Feilong Liu

LG
3papers
2citations
Novelty63%
AI Score46

3 Papers

LGMay 8
Geometric Asymmetry in MoE Specialization: Functional Decorrelation and Representational Overlap

Feilong Liu

Mixture-of-Experts (MoE) architectures achieve scalable capacity through sparse routing, yet the geometric structure of expert specialization remains poorly understood. We introduce a unified Jacobian-PCA-Grassmann framework for analyzing MoE layers in both function space and representation space. Across pretrained MoE Transformers (Mistral, Qwen), we find a consistent structural asymmetry: experts exhibit strong functional decorrelation (consistently low, near-zero cross-expert Jacobian alignment) while their routed representations occupy distinct but partially overlapping subspaces.
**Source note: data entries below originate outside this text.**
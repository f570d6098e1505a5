//! Array constructor and methods

use std::cell::RefCell;
use std::cmp::Ordering;
use std::rc::Rc;

use super::{
    arg, call_back, find, relative_index, require_callable, to_integer, with_statics, Builtin,
};
use crate::error::{range_error, type_error, EvalResult};
use crate::interpreter::Interpreter;
use crate::value::Value;

const METHODS: &[Builtin] = &[
    ("at", at),
    ("concat", concat),
    ("entries", entries),
    ("every", every),
    ("fill", fill),
    ("filter", filter),
    ("find", find_item),
    ("findIndex", find_index),
    ("findLast", find_last),
    ("findLastIndex", find_last_index),
    ("flat", flat),
    ("flatMap", flat_map),
    ("forEach", for_each),
    ("includes", includes),
    ("indexOf", index_of),
    ("join", join),
    ("keys", keys),
    ("lastIndexOf", last_index_of),
    ("map", map),
    ("pop", pop),
    ("push", push),
    ("reduce", reduce),
    ("reduceRight", reduce_right),
    ("reverse", reverse),
    ("shift", shift),
    ("slice", slice),
    ("some", some),
    ("sort", sort),
    ("splice", splice),
    ("toReversed", to_reversed),
    ("toSorted", to_sorted),
    ("toString", to_string),
    ("unshift", unshift),
    ("values", values),
];

const STATICS: &[Builtin] = &[("isArray", is_array), ("from", from), ("of", of)];

/// Method of an array value
pub fn method(name: &str) -> Option<Builtin> {
    find(METHODS, name)
}

/// The global `Array` function
pub fn constructor() -> Value {
    with_statics("Array", array, STATICS)
}

type Items = Rc<RefCell<Vec<Value>>>;

fn items_of(this: &Value) -> EvalResult<Items> {
    match this {
        Value::Array(items) => Ok(items.clone()),
        other => type_error(format!("{} is not an array", other.inspect())),
    }
}

/// Copy of the current elements, so callbacks may mutate the array
fn snapshot(this: &Value) -> EvalResult<Vec<Value>> {
    Ok(items_of(this)?.borrow().clone())
}

fn array(interp: &mut Interpreter, _this: &Value, args: &[Value]) -> EvalResult<Value> {
    match args {
        [Value::Number(n)] => {
            if *n < 0.0 || n.fract() != 0.0 || !n.is_finite() {
                return range_error("Invalid array length");
            }
            let len = *n as usize;
            interp.check_array_length(len)?;
            Ok(Value::array(vec![Value::Undefined; len]))
        }
        _ => Ok(Value::array(args.to_vec())),
    }
}

fn is_array(_interp: &mut Interpreter, _this: &Value, args: &[Value]) -> EvalResult<Value> {
    Ok(Value::Boolean(matches!(arg(args, 0), Value::Array(_))))
}

fn from(interp: &mut Interpreter, _this: &Value, args: &[Value]) -> EvalResult<Value> {
    let source = arg(args, 0);
    let items = match &source {
        Value::Object(obj) => {
            // array-likes such as `{ length: n }`
            let len = obj
                .borrow()
                .properties
                .get("length")
                .map(to_integer)
                .unwrap_or(0.0)
                .max(0.0);
            if len > super::MAX_ARRAY_LENGTH as f64 {
                return range_error("Invalid array length");
            }
            let mut items = Vec::with_capacity(len as usize);
            for index in 0..len as usize {
                items.push(interp.get_property(&source, &index.to_string())?);
            }
            items
        }
        Value::Undefined | Value::Null => {
            return type_error(format!("{} is not iterable", source.to_js_string()))
        }
        other => interp.iterate(other)?,
    };

    let mapper = arg(args, 1);
    if matches!(mapper, Value::Undefined) {
        return Ok(Value::array(items));
    }
    require_callable(&mapper)?;
    let mut mapped = Vec::with_capacity(items.len());
    for (index, item) in items.into_iter().enumerate() {
        mapped.push(call_back(interp, &mapper, &[item, Value::Number(index as f64)])?);
    }
    Ok(Value::array(mapped))
}
//! Function synthesis from descriptions and examples
//!
//! A language model proposes candidates; each is checked by the purity
//! rules and run against the examples in the sandboxed interpreter. Rejected
//! candidates are answered with a corrective message until one passes or
//! the iteration budget runs out.

pub mod config;
pub mod error;
pub mod executor;
pub mod extract;
pub mod openai;
pub mod oracle;
pub mod prompt;
pub mod synthesizer;

pub use config::{load_config, SynthConfig};
pub use error::{ConfigError, OracleError, Result, SynthError};
pub use executor::{run_test_cases, FailureOutcome, TestCase, TestFailure};
pub use extract::{extract_code, Candidate};
pub use openai::OpenAiOracle;
pub use oracle::{CachedOracle, ChatRequest, Conversation, Message, Oracle, Role, ScriptedOracle};
pub use prompt::{build_prompt, MAX_PROMPT_LENGTH, PROMPT_PREFIX};
pub use synthesizer::{
    LoopState, SynthesisRequest, SynthesizedFunction, Synthesizer, DEFAULT_ITERATIONS,
};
This indicates that functional decorrelation and representation overlap coexist rather than coincide in MoE specialization. Controlled routing experiments further indicate that routing sparsity appears to be a key factor shaping this geometry: top-k routing induces sharper functional separation and larger subspace divergence, whereas fully soft routing yields more entangled expert structure. Together, these results suggest a geometric interpretation in which MoE layers may be viewed as implementing locally decorrelated operators over overlapping submanifolds on a shared representation manifold, and provide a general diagnostic framework for studying conditional computation in modern Transformer architectures.

LGJan 9
Mixture-of-Experts as Soft Clustering: A Dual Jacobian-PCA Spectral Geometry Perspective

Feilong Liu

Mixture-of-Experts (MoE) architectures are widely used for efficiency and conditional computation, but their effect on the geometry of learned functions and representations remains poorly understood. We study MoEs through a geometric lens, interpreting routing as soft partitioning into overlapping expert-local charts. We introduce a Dual Jacobian-PCA spectral probe that analyzes local function geometry via Jacobian singular value spectra and representation geometry via weighted PCA of routed hidden states. Using a controlled MLP-MoE setting with exact Jacobian computation, we compare dense, Top-k, and fully soft routing under matched capacity. Across random seeds, MoE routing consistently reduces local sensitivity: expert-local Jacobians show smaller leading singular values and faster spectral decay than dense baselines. Weighted PCA reveals that expert-local representations distribute variance across more principal directions, indicating higher effective rank. We further observe low alignment among expert Jacobians, suggesting decomposition into low-overlap expert-specific transformations. Routing sharpness modulates these effects: Top-k routing yields more concentrated, lower-rank expert structure, while fully soft routing produces broader, higher-rank representations. Experiments on a 3-layer transformer with WikiText confirm curvature reduction on natural language and show lower cross-expert alignment for Top-k routing. These findings support interpreting MoEs as soft partitionings of function space that flatten local curvature while redistributing representation variance, yielding testable predictions for expert scaling, hallucination reduction, and ensemble diversity.

LGFeb 11
Rotary Positional Embeddings as Phase Modulation: Theoretical Bounds on the RoPE Base for Long-Context Transformers

Feilong Liu

Rotary positional embeddings (RoPE) are widely used in large language models to encode token positions through multiplicative rotations, yet their behavior at long context lengths remains poorly characterized. In this work, we reinterpret RoPE as phase modulation applied to a bank of complex oscillators, enabling analysis through classical signal processing theory. Under this formulation, we derive principled lower bounds on the RoPE base parameter that are necessary to preserve positional coherence over a target context length. These include a fundamental aliasing bound, analogous to a Nyquist limit, and a DC-component stability bound that constrains phase drift in low-frequency positional modes. We further extend this analysis to deep transformers, showing that repeated rotary modulation across layers compounds angular misalignment, tightening the base requirement as depth increases. Complementing these results, we derive a precision-dependent upper bound on the RoPE base arising from finite floating-point resolution. Beyond this limit, incremental phase updates become numerically indistinguishable, leading to positional erasure even in the absence of aliasing. Together, the lower and upper bounds define a precision- and depth-dependent feasibility region a Goldilocks zone for long-context transformers. We validate the framework through a comprehensive case study of state-of-the-art models, including LLaMA, Mistral, and DeepSeek variants, showing that observed successes, failures, and community retrofits align closely with the predicted bounds. Notably, models that violate the stability bound exhibit attention collapse and long-range degradation, while attempts to scale beyond one million tokens encounter a hard precision wall independent of architecture or training.